Problem description
Everything in the data below is left aside except the lines from the one containing "for id in ids" through the one containing "COUNT(*) OVER (PARTITION"; repeat those exactly.

Stored data
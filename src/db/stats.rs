//! Quiz history, scoreboard and mistake tracking

use chrono::{DateTime, Utc};
use rusqlite::{params, Connection, Result};
use serde::Serialize;

use crate::config;
use crate::domain::{AnswerRecord, Card, CardId, GameRecord, InputMode};

/// One row of the recent games list
#[derive(Debug, Clone, Serialize)]
pub struct GameSummary {
    pub id: i64,
    pub score: u32,
    pub date: DateTime<Utc>,
    pub topic: String,
    pub correct: u32,
    pub total: u32,
}

/// Answer accuracy for one source deck
#[derive(Debug, Clone, Serialize)]
pub struct TopicAccuracy {
    pub topic: String,
    pub attempts: i64,
    pub correct: i64,
}

impl TopicAccuracy {
    pub fn accuracy(&self) -> f64 {
        if self.attempts > 0 {
            self.correct as f64 / self.attempts as f64
        } else {
            0.0
        }
    }
}

#[derive(Debug, Clone, Serialize)]
pub struct StatsSummary {
    pub games_played: i64,
    pub total_score: i64,
    pub average_score: i64,
    pub weakest_topic: Option<String>,
    /// Weakest first
    pub topics: Vec<TopicAccuracy>,
    /// Newest first
    pub recent_games: Vec<GameSummary>,
}

/// A card answered wrong at least once
#[derive(Debug, Clone, Serialize)]
pub struct Mistake {
    pub card_id: CardId,
    pub title: String,
    pub source: String,
    pub wrong_count: i64,
    pub last_wrong_at: Option<DateTime<Utc>>,
    /// None when the last miss was a timeout
    pub last_answer: Option<String>,
}

/// Store a finished game with its answers
pub fn record_game(conn: &Connection, game: &GameRecord) -> Result<i64> {
    let tx = conn.unchecked_transaction()?;
    tx.execute(
        "INSERT INTO quiz_games (score, topic, input_mode, played_at) VALUES (?1, ?2, ?3, ?4)",
        params![
            game.score,
            game.topic,
            game.input_mode.as_str(),
            game.date.to_rfc3339(),
        ],
    )?;
    let game_id = tx.last_insert_rowid();
    {
        let mut stmt = tx.prepare(
            r#"
      INSERT INTO quiz_answers
        (game_id, round, card_id, title, source, user_answer, is_correct, timed_out, points)
      VALUES (?1, ?2, ?3, ?4, ?5, ?6, ?7, ?8, ?9)
      "#,
        )?;
        for answer in &game.details {
            stmt.execute(params![
                game_id,
                answer.round,
                answer.card_id.as_str(),
                answer.title,
                answer.source,
                answer.user_answer,
                answer.correct,
                answer.timed_out,
                answer.points,
            ])?;
        }
    }
    tx.commit()?;
    Ok(game_id)
}

pub fn get_stats_summary(conn: &Connection) -> Result<StatsSummary> {
    let (games_played, total_score): (i64, i64) = conn.query_row(
        "SELECT COUNT(*), COALESCE(SUM(score), 0) FROM quiz_games",
        [],
        |row| Ok((row.get(0)?, row.get(1)?)),
    )?;

    let average_score = if games_played > 0 {
        (total_score as f64 / games_played as f64).round() as i64
    } else {
        0
    };

    let topics = get_topic_accuracy(conn)?;
    let weakest_topic = topics.first().map(|t| t.topic.clone());

    Ok(StatsSummary {
        games_played,
        total_score,
        average_score,
        weakest_topic,
        topics,
        recent_games: get_recent_games(conn, config::RECENT_GAMES_LIMIT)?,
    })
}

pub fn get_recent_games(conn: &Connection, limit: usize) -> Result<Vec<GameSummary>> {
    let mut stmt = conn.prepare(
        r#"
    SELECT g.id, g.score, g.played_at, g.topic,
           COALESCE(SUM(a.is_correct), 0), COUNT(a.id)
    FROM quiz_games g
    LEFT JOIN quiz_answers a ON a.game_id = g.id
    GROUP BY g.id
    ORDER BY g.played_at DESC, g.id DESC
    LIMIT ?1
    "#,
    )?;

    let games = stmt
        .query_map(params![limit as i64], |row| {
            let date: String = row.get(2)?;
            Ok(GameSummary {
                id: row.get(0)?,
                score: row.get(1)?,
                date: parse_date(&date),
                topic: row.get(3)?,
                correct: row.get(4)?,
                total: row.get(5)?,
            })
        })?
        .collect::<Result<Vec<_>>>()?;

    Ok(games)
}

/// Per-source accuracy over every recorded answer, weakest first
pub fn get_topic_accuracy(conn: &Connection) -> Result<Vec<TopicAccuracy>> {
    let mut stmt = conn.prepare(
        r#"
    SELECT source, COUNT(*), SUM(is_correct)
    FROM quiz_answers
    GROUP BY source
    ORDER BY CAST(SUM(is_correct) AS REAL) / COUNT(*) ASC, COUNT(*) DESC, source
    "#,
    )?;

    let topics = stmt
        .query_map([], |row| {
            Ok(TopicAccuracy {
                topic: row.get(0)?,
                attempts: row.get(1)?,
                correct: row.get(2)?,
            })
        })?
        .collect::<Result<Vec<_>>>()?;

    Ok(topics)
}

/// The most recently played game with its answers
pub fn get_last_session(conn: &Connection) -> Result<Option<GameRecord>> {
    let mut stmt = conn.prepare(
        "SELECT id FROM quiz_games ORDER BY played_at DESC, id DESC LIMIT 1",
    )?;
    let mut rows = stmt.query([])?;
    if let Some(row) = rows.next()? {
        get_game(conn, row.get(0)?)
    } else {
        Ok(None)
    }
}

pub fn get_game(conn: &Connection, game_id: i64) -> Result<Option<GameRecord>> {
    let mut stmt = conn.prepare(
        "SELECT score, played_at, topic, input_mode FROM quiz_games WHERE id = ?1",
    )?;
    let mut rows = stmt.query(params![game_id])?;
    let Some(row) = rows.next()? else {
        return Ok(None);
    };

    let date: String = row.get(1)?;
    let mode: String = row.get(3)?;
    Ok(Some(GameRecord {
        score: row.get(0)?,
        date: parse_date(&date),
        topic: row.get(2)?,
        input_mode: InputMode::from_str(&mode).unwrap_or_default(),
        details: get_game_answers(conn, game_id)?,
    }))
}

fn get_game_answers(conn: &Connection, game_id: i64) -> Result<Vec<AnswerRecord>> {
    let mut stmt = conn.prepare(
        r#"
    SELECT round, card_id, title, source, user_answer, is_correct, timed_out, points
    FROM quiz_answers
    WHERE game_id = ?1
    ORDER BY round
    "#,
    )?;

    let answers = stmt
        .query_map(params![game_id], |row| {
            Ok(AnswerRecord {
                round: row.get(0)?,
                card_id: CardId::new(row.get::<_, String>(1)?),
                title: row.get(2)?,
                source: row.get(3)?,
                user_answer: row.get(4)?,
                correct: row.get(5)?,
                timed_out: row.get(6)?,
                points: row.get(7)?,
            })
        })?
        .collect::<Result<Vec<_>>>()?;

    Ok(answers)
}

/// Whether a game with this timestamp, score and topic is already stored
pub fn has_game(conn: &Connection, game: &GameRecord) -> Result<bool> {
    conn.query_row(
        "SELECT COUNT(*) > 0 FROM quiz_games WHERE played_at = ?1 AND score = ?2 AND topic = ?3",
        params![game.date.to_rfc3339(), game.score, game.topic],
        |row| row.get(0),
    )
}

/// Every game, oldest first
pub fn get_all_games(conn: &Connection) -> Result<Vec<GameRecord>> {
    let mut stmt = conn.prepare("SELECT id FROM quiz_games ORDER BY played_at, id")?;
    let ids = stmt
        .query_map([], |row| row.get::<_, i64>(0))?
        .collect::<Result<Vec<_>>>()?;

    let mut games = Vec::with_capacity(ids.len());
    for id in ids {
        if let Some(game) = get_game(conn, id)? {
            games.push(game);
        }
    }
    Ok(games)
}

/// Cards answered wrong, most missed first, then most recently missed
pub fn get_mistakes(conn: &Connection) -> Result<Vec<Mistake>> {
    // Title, answer and time come from each card's latest wrong answer by play time
    let mut stmt = conn.prepare(
        r#"
    WITH wrong AS (
        SELECT a.id, a.card_id, a.title, a.source, a.user_answer, g.played_at,
               COUNT(*) OVER (PARTITION BY a.card_id) AS wrong_count,
               ROW_NUMBER() OVER (
                   PARTITION BY a.card_id ORDER BY g.played_at DESC, a.id DESC
               ) AS recency
        FROM quiz_answers a
        JOIN quiz_games g ON g.id = a.game_id
        WHERE a.is_correct = 0
    )
    SELECT card_id, title, source, wrong_count, played_at, user_answer
    FROM wrong
    WHERE recency = 1
    ORDER BY wrong_count DESC, played_at DESC, id DESC
    "#,
    )?;

    let mistakes = stmt
        .query_map([], |row| {
            let played_at: Option<String> = row.get(4)?;
            Ok(Mistake {
                card_id: CardId::new(row.get::<_, String>(0)?),
                title: row.get(1)?,
                source: row.get(2)?,
                wrong_count: row.get(3)?,
                last_wrong_at: played_at.and_then(|s| {
                    DateTime::parse_from_rfc3339(&s)
                        .ok()
                        .map(|dt| dt.with_timezone(&Utc))
                }),
                last_answer: row.get(5)?,
            })
        })?
        .collect::<Result<Vec<_>>>()?;

    Ok(mistakes)
}

/// Library cards that have mistakes, in mistake order
pub fn mistake_deck(library: &[Card], mistakes: &[Mistake]) -> Vec<Card> {
    mistakes
        .iter()
        .filter_map(|m| library.iter().find(|c| c.id == m.card_id))
        .cloned()
        .collect()
}

fn parse_date(s: &str) -> DateTime<Utc> {
    DateTime::parse_from_rfc3339(s)
        .map(|dt| dt.with_timezone(&Utc))
        .unwrap_or_else(|_| Utc::now())
}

Task result
    for id in ids {
        if let Some(game) = get_game(conn, id)? {
            games.push(game);
        }
    }
    Ok(games)
}

/// Cards answered wrong, most missed first, then most recently missed
pub fn get_mistakes(conn: &Connection) -> Result<Vec<Mistake>> {
    // Title, answer and time come from each card's latest wrong answer by play time
    let mut stmt = conn.prepare(
        r#"
    WITH wrong AS (
        SELECT a.id, a.card_id, a.title, a.source, a.user_answer, g.played_at,
               COUNT(*) OVER (PARTITION BY a.card_id) AS wrong_count,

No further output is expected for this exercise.